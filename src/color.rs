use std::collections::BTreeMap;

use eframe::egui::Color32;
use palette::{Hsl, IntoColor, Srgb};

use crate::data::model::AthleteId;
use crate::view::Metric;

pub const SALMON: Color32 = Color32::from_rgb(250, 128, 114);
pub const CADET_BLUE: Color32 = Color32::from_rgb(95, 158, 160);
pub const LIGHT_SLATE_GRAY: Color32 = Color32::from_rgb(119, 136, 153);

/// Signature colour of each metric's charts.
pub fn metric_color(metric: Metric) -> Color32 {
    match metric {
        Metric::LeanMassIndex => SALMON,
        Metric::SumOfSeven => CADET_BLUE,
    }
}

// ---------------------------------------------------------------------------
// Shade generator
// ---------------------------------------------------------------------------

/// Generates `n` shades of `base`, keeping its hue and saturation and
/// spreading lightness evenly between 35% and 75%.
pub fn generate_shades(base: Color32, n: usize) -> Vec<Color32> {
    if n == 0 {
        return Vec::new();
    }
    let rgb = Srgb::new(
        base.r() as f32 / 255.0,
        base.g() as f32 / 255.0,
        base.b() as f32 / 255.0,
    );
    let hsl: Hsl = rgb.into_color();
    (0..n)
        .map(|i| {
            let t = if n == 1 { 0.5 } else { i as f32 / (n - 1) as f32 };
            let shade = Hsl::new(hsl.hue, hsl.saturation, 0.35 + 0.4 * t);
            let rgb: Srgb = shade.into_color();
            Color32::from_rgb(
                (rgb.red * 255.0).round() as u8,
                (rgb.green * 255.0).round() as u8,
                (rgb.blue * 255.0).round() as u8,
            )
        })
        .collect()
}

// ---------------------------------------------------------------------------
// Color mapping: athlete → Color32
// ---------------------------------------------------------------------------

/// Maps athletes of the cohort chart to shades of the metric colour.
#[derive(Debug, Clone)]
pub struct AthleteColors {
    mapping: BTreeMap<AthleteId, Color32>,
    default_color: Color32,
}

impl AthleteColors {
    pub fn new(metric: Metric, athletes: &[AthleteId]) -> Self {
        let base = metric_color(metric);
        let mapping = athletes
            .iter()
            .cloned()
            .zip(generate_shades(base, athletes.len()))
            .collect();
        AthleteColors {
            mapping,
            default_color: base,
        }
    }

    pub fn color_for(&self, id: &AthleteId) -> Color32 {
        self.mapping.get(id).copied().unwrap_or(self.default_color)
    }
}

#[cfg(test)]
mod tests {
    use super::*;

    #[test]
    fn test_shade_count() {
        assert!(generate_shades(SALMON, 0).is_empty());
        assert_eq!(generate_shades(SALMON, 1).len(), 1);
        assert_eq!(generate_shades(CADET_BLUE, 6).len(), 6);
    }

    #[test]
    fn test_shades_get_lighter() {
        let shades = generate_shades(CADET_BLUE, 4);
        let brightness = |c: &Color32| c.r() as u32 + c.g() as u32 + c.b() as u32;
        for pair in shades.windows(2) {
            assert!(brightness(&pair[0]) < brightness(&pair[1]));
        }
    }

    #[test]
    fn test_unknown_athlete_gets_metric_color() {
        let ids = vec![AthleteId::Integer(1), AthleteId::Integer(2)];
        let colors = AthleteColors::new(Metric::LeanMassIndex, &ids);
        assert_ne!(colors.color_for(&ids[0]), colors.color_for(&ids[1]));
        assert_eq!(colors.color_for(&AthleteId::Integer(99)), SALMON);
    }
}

========================================================================

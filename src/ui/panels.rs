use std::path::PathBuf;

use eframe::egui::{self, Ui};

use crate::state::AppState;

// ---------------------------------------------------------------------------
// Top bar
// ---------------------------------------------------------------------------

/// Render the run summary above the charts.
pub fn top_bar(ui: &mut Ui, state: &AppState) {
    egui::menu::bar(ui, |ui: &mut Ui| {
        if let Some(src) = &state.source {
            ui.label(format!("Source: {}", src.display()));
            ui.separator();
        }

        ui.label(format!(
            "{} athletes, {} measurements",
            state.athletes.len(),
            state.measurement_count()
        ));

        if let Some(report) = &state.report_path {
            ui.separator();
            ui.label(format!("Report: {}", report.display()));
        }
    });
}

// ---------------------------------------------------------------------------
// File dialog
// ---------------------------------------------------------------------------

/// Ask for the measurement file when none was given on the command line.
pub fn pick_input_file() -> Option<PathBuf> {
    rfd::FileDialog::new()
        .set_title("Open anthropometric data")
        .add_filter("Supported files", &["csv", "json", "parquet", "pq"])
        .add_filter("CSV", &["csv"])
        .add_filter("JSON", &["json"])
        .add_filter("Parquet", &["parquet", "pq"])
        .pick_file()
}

========================================================================

_Work order:_
Report every line above that has the string "eframe" in it.

_Output below:_
use eframe::egui::Color32;
use eframe::egui::{self, Ui};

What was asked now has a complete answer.